Friday, May 21, 2010
Because We Belong Together
I am thinking tonight of my Grayson. This little miracle of mine didn't get here the same way all of the other boys around here did and as he grows it is clear he is beginning to question that a little bit. You see he spent nearly a year and a half in a crib for 23 hours a day with other babies scratching at him, hungry and sick most of the time. When he was 8 months old he was so sick that he was hospitalized for 3 weeks before I got there to nurse him back to health. Just when he was feeling better I got on a plane (by force) and left him again for another 8 months. During the time when babies learn that if they cry someone will come for them and take care of it, my little boy learned that cry all you want no one if going to be there for you. Now as he grows we see that affecting him in painful ways. He is doing all he can (subconciously) to make us crazy so that he can prove to himself that we really don't love him, that we really won't be there for him. I am going to tell you honestly that the making us crazy part is working! But, no matter how hard he tries to prove that we won't be there for him it's just not ever going to work.

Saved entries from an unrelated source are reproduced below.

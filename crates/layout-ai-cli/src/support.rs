use anyhow::{bail, Context, Result};
use layout_ai_config::config::{AppConfig, GameTypeProfile};
use layout_ai_config::types::LayoutData;
use layout_ai_core::prompt::LAYOUT_SCHEMA;
use layout_ai_core::repair::FinalizeOutcome;
use serde::Serialize;
use std::io::Read;
use std::path::{Path, PathBuf};

/// Read raw model output from a file, or from stdin for `-` or no path
pub fn read_input(input: Option<&Path>) -> Result<String> {
    match input {
        Some(path) if path != Path::new("-") => std::fs::read_to_string(path)
            .with_context(|| format!("Failed to read {}", path.display())),
        _ => {
            let mut buffer = String::new();
            std::io::stdin()
                .read_to_string(&mut buffer)
                .context("Failed to read stdin")?;
            Ok(buffer)
        }
    }
}

pub fn load_profile(explicit: Option<&PathBuf>, config: &AppConfig) -> Result<GameTypeProfile> {
    let Some(path) = explicit.or(config.default_profile.as_ref()) else {
        bail!("No profile given; pass --profile or set default_profile in the config");
    };
    GameTypeProfile::load(path).with_context(|| format!("Failed to load profile {}", path.display()))
}

/// Schema text for the system message
pub fn load_schema(config: &AppConfig) -> Result<String> {
    match &config.schema_file {
        Some(path) => std::fs::read_to_string(path)
            .with_context(|| format!("Failed to read schema {}", path.display())),
        None => Ok(LAYOUT_SCHEMA.to_string()),
    }
}

/// Replace grid cells with world positions for grid profiles
pub fn to_world_coords(layout: &mut LayoutData, profile: &GameTypeProfile) {
    if !profile.is_grid() {
        return;
    }
    let grid = &profile.grid;
    for object in &mut layout.objects {
        let cell = grid.cell_of(&object.position);
        object.position = grid.cell_to_world(cell, object.position.y);
    }
}

pub fn print_json<T: Serialize>(value: &T) -> Result<()> {
    let text = serde_json::to_string_pretty(value).context("Failed to serialize output")?;
    println!("{text}");
    Ok(())
}

/// Print a finalized layout, or the whole outcome with `--json`
pub fn print_outcome(
    mut outcome: FinalizeOutcome,
    profile: &GameTypeProfile,
    world_coords: bool,
    json: bool,
) -> Result<()> {
    if world_coords {
        to_world_coords(&mut outcome.layout, profile);
    }
    if json {
        print_json(&outcome)
    } else {
        print_json(&outcome.layout)
    }
}
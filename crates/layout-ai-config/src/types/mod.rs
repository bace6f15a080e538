//! Layout data model shared by every layout-ai crate.
//!
//! A generated level is a [`LayoutData`]: game type and theme metadata plus
//! an ordered list of placed [`LayoutObject`]s. Object ids are keys into a
//! [`Catalog`], and grid-shaped worlds are described by a [`GridSpec`].

pub mod catalog;
pub mod grid;
pub mod layout;

pub use catalog::{Catalog, CatalogEntry};
pub use grid::{Cell, GridSpec, OriginMode};
pub use layout::{LayoutData, LayoutObject, Vec3, DEFAULT_SCHEMA_VERSION};
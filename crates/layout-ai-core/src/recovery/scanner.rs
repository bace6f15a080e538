//! Escape-aware lexical scanner
//!
//! Walks a JSON-like text and yields only the characters that sit outside
//! string literals, so callers can count braces and brackets, or look for
//! misplaced commas, without being fooled by the contents of strings.
//! String literals are reported as a `StringStart`/`StringEnd` pair (the
//! quote characters); their contents are skipped.

use std::str::CharIndices;

/// Classification of a character outside string literals
#[derive(Debug, Clone, Copy, PartialEq, Eq)]
pub enum Token {
    OpenBrace,
    CloseBrace,
    OpenBracket,
    CloseBracket,
    Comma,
    Whitespace,
    StringStart,
    StringEnd,
    Other,
}

/// A structural character and its byte offset in the scanned text
#[derive(Debug, Clone, Copy, PartialEq, Eq)]
pub struct Lexeme {
    pub offset: usize,
    pub ch: char,
    pub token: Token,
}

/// Iterator over the structural characters of a text
#[derive(Debug, Clone)]
pub struct Scanner<'a> {
    chars: CharIndices<'a>,
    in_string: bool,
    escaped: bool,
}

impl<'a> Scanner<'a> {
    pub fn new(text: &'a str) -> Self {
        Self {
            chars: text.char_indices(),
            in_string: false,
            escaped: false,
        }
    }

    /// True while the scanner is positioned inside a string literal
    pub fn in_string(&self) -> bool {
        self.in_string
    }
}

impl Iterator for Scanner<'_> {
    type Item = Lexeme;

    fn next(&mut self) -> Option<Lexeme> {
        loop {
            let (offset, ch) = self.chars.next()?;

            if self.in_string {
                if self.escaped {
                    self.escaped = false;
                } else if ch == '\\' {
                    self.escaped = true;
                } else if ch == '"' {
                    self.in_string = false;
                    return Some(Lexeme {
                        offset,
                        ch,
                        token: Token::StringEnd,
                    });
                }
                continue;
            }

            let token = match ch {
                '"' => {
                    self.in_string = true;
                    Token::StringStart
                }
                '{' => Token::OpenBrace,
                '}' => Token::CloseBrace,
                '[' => Token::OpenBracket,
                ']' => Token::CloseBracket,
                ',' => Token::Comma,
                c if c.is_whitespace() => Token::Whitespace,
                _ => Token::Other,
            };

            return Some(Lexeme { offset, ch, token });
        }
    }
}

/// Containers still open at the end of a text
#[derive(Debug, Clone, Copy, Default, PartialEq, Eq)]
pub struct OpenContainers {
    pub braces: usize,
    pub brackets: usize,
    pub in_string: bool,
}

/// Count the objects and arrays a text leaves unclosed. Stray closers never
/// drive a count below zero.
pub fn open_containers(text: &str) -> OpenContainers {
    let mut scanner = Scanner::new(text);
    let mut open = OpenContainers::default();

    for lexeme in scanner.by_ref() {
        match lexeme.token {
            Token::OpenBrace => open.braces += 1,
            Token::CloseBrace => open.braces = open.braces.saturating_sub(1),
            Token::OpenBracket => open.brackets += 1,
            Token::CloseBracket => open.brackets = open.brackets.saturating_sub(1),
            _ => {}
        }
    }

    open.in_string = scanner.in_string();
    open
}

/// Spans of every top-level `{...}` object in a text, in order.
///
/// Depth tracking starts at the first `{`; anything between top-level
/// objects is skipped. An object left open at the end yields no span.
pub fn balanced_object_spans(text: &str) -> impl Iterator<Item = (usize, usize)> + '_ {
    let mut depth = 0usize;
    let mut start = 0usize;

    Scanner::new(text).filter_map(move |lexeme| match lexeme.token {
        Token::OpenBrace => {
            if depth == 0 {
                start = lexeme.offset;
            }
            depth += 1;
            None
        }
        Token::CloseBrace if depth > 0 => {
            depth -= 1;
            (depth == 0).then_some((start, lexeme.offset + 1))
        }
        _ => None,
    })
}

/// Reverse JSON string escaping. Unknown or incomplete escapes are kept
/// verbatim.
pub fn unescape(text: &str) -> String {
    let mut out = String::with_capacity(text.len());
    let mut chars = text.chars().peekable();

    while let Some(ch) = chars.next() {
        if ch != '\\' {
            out.push(ch);
            continue;
        }

        match chars.next() {
            Some('"') => out.push('"'),
            Some('\\') => out.push('\\'),
            Some('/') => out.push('/'),
            Some('n') => out.push('\n'),
            Some('r') => out.push('\r'),
            Some('t') => out.push('\t'),
            Some('b') => out.push('\u{0008}'),
            Some('f') => out.push('\u{000C}'),
            Some('u') => {
                let hex: String = chars.clone().take(4).collect();
                match u32::from_str_radix(&hex, 16).ok().and_then(char::from_u32) {
                    Some(decoded) if hex.len() == 4 => {
                        out.push(decoded);
                        for _ in 0..4 {
                            chars.next();
                        }
                    }
                    _ => out.push_str("\\u"),
                }
            }
            Some(other) => {
                out.push('\\');
                out.push(other);
            }
            None => out.push('\\'),
        }
    }

    out
}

You see I know without a shadow of a doubt that before the world was, I wrapped that beautiful boy in my arms and promised him that I would find him. I know that the Lord set it up for me to be his mom and him to be my son. Nothing will change that. He may have five brothers that all lived in mom's belly, he may have a chocolaty exterior in a family full of vanilla's, he may wonder why we say that we know just what grandma Friant went through raising daddy because Jamen is just like him and we don't say that for him. But, the bottom line is this. He is my son. For eternity and longer, no matter what, we were meant to be together and NOTHING will change that. I hope that he knows that while I don't have to put a second mortgage on my house, live in a pile of paperwork, take three planes, and nearly lose my sanity waiting for him to get home again, that I will do all I can this time to go and get him and bring him home to me. Someday, and I don't know when, he will know that though sometimes it is hard for him to understand why he is here, the reason is because we belong together.